Bottom line, post the £150m shareholder return I don't see how a business with ~£9m of operating profit can be valued at much more than £200m?
The disposal lowers the revenue by 20% but profit lowered by 40%..The shareholder returns are around 105p per share,but l predict the SP will go lower than that post cash return.due to lower profits and cash return..Not 100% sure this is a good deal..
What’s fair value on market cap (SP x shares in issues) do people think and why 😀
I think it’s better than that. It leaves with TICC (£35m - £40m EBITDA). Let’s say this is worth £300m to a French PE
We are also left with the OH business which is £10m - £15m EBITDA and should be worth a 10x multiple
So your share price today could be £405m plus £300m plus £100m so £805m!

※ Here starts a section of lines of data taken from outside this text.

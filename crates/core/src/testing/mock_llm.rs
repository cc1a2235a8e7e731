//! Mock LLM collaborators for testing: the raw completion client plus
//! classifier and translator doubles.

use async_trait::async_trait;
use std::collections::{HashMap, VecDeque};
use std::sync::Arc;
use tokio::sync::RwLock;

use crate::classifier::{Classification, Classifier, ClassifierError};
use crate::llm::{CompletionRequest, CompletionResponse, LlmClient, LlmError, LlmUsage};
use crate::translator::{Translator, TranslatorError};

/// LLM client answering from a queue of canned responses.
#[derive(Debug, Default)]
pub struct MockLlmClient {
    responses: Arc<RwLock<VecDeque<String>>>,
    prompts: Arc<RwLock<Vec<String>>>,
}

impl MockLlmClient {
    pub fn new() -> Self {
        Self::default()
    }

    /// Queue the text of the next completion.
    pub async fn push_response(&self, text: impl Into<String>) {
        self.responses.write().await.push_back(text.into());
    }

    /// User prompts received, in order.
    pub async fn prompts(&self) -> Vec<String> {
        self.prompts.read().await.clone()
    }
}

#[async_trait]
impl LlmClient for MockLlmClient {
    fn provider(&self) -> &str {
        "mock"
    }

    fn model(&self) -> &str {
        "mock-model"
    }

    async fn complete(&self, request: CompletionRequest) -> Result<CompletionResponse, LlmError> {
        self.prompts.write().await.push(request.prompt);
        let text = self
            .responses
            .write()
            .await
            .pop_front()
            .ok_or_else(|| LlmError::Api {
                status: 500,
                message: "no mock response queued".to_string(),
            })?;

        Ok(CompletionResponse {
            text,
            usage: LlmUsage::default(),
            model: "mock-model".to_string(),
        })
    }
}

/// Classifier returning the same classification for every title.
#[derive(Debug, Default)]
pub struct MockClassifier {
    result: Arc<RwLock<Option<Classification>>>,
    fail: Arc<RwLock<bool>>,
    calls: Arc<RwLock<usize>>,
}

impl MockClassifier {
    pub fn new() -> Self {
        Self::default()
    }

    pub async fn set_result(&self, classification: Classification) {
        *self.result.write().await = Some(classification);
    }

    pub async fn set_fail(&self, fail: bool) {
        *self.fail.write().await = fail;
    }

    /// Number of `classify` calls.
    pub async fn calls(&self) -> usize {
        *self.calls.read().await
    }
}

#[async_trait]
impl Classifier for MockClassifier {
    async fn classify(&self, titles: &[String]) -> Result<Vec<Classification>, ClassifierError> {
        *self.calls.write().await += 1;
        if *self.fail.read().await {
            return Err(ClassifierError::Llm(LlmError::Http("mock failure".to_string())));
        }

        let result = self.result.read().await.clone().unwrap_or(Classification {
            source_category: String::new(),
            person_name: None,
        });
        Ok(titles.iter().map(|_| result.clone()).collect())
    }
}

/// Translator with a fixed dictionary; unknown texts come back unchanged.
#[derive(Debug, Default)]
pub struct MockTranslator {
    translations: Arc<RwLock<HashMap<String, String>>>,
    fail: Arc<RwLock<bool>>,
}

impl MockTranslator {
    pub fn new() -> Self {
        Self::default()
    }

    pub async fn set_translation(&self, from: &str, to: &str) {
        self.translations
            .write()
            .await
            .insert(from.to_string(), to.to_string());
    }

    pub async fn set_fail(&self, fail: bool) {
        *self.fail.write().await = fail;
    }
}

#[async_trait]
impl Translator for MockTranslator {
    async fn translate(&self, texts: &[String]) -> Result<Vec<String>, TranslatorError> {
        if *self.fail.read().await {
            return Err(TranslatorError::Llm(LlmError::Http("mock failure".to_string())));
        }

        let translations = self.translations.read().await;
        Ok(texts
            .iter()
            .map(|t| translations.get(t).cloned().unwrap_or_else(|| t.clone()))
            .collect())
    }
}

Tbh this is still short of the £10 a share all time high but the world is a different place now
I do think the French deal is real as I don’t see why they would return all the surplus cash. Surely you’d say and we are keeping £50m/ war chest for M&A
Well I wasn't expecting that. Seems Betaville were right on the rumour but wrong on the detail.
Currently MRL is valued at around £600m (market cap + Debt). So to get 400m for one division seems a great deal.
Leaves us with the TIC business + 200m cash.
How much this is worth is anyone's guess. Presumably they couldn't sell this for the rumoured 600m, but if its worth 400m that could give us a substantial rise today. Looks a decent deal.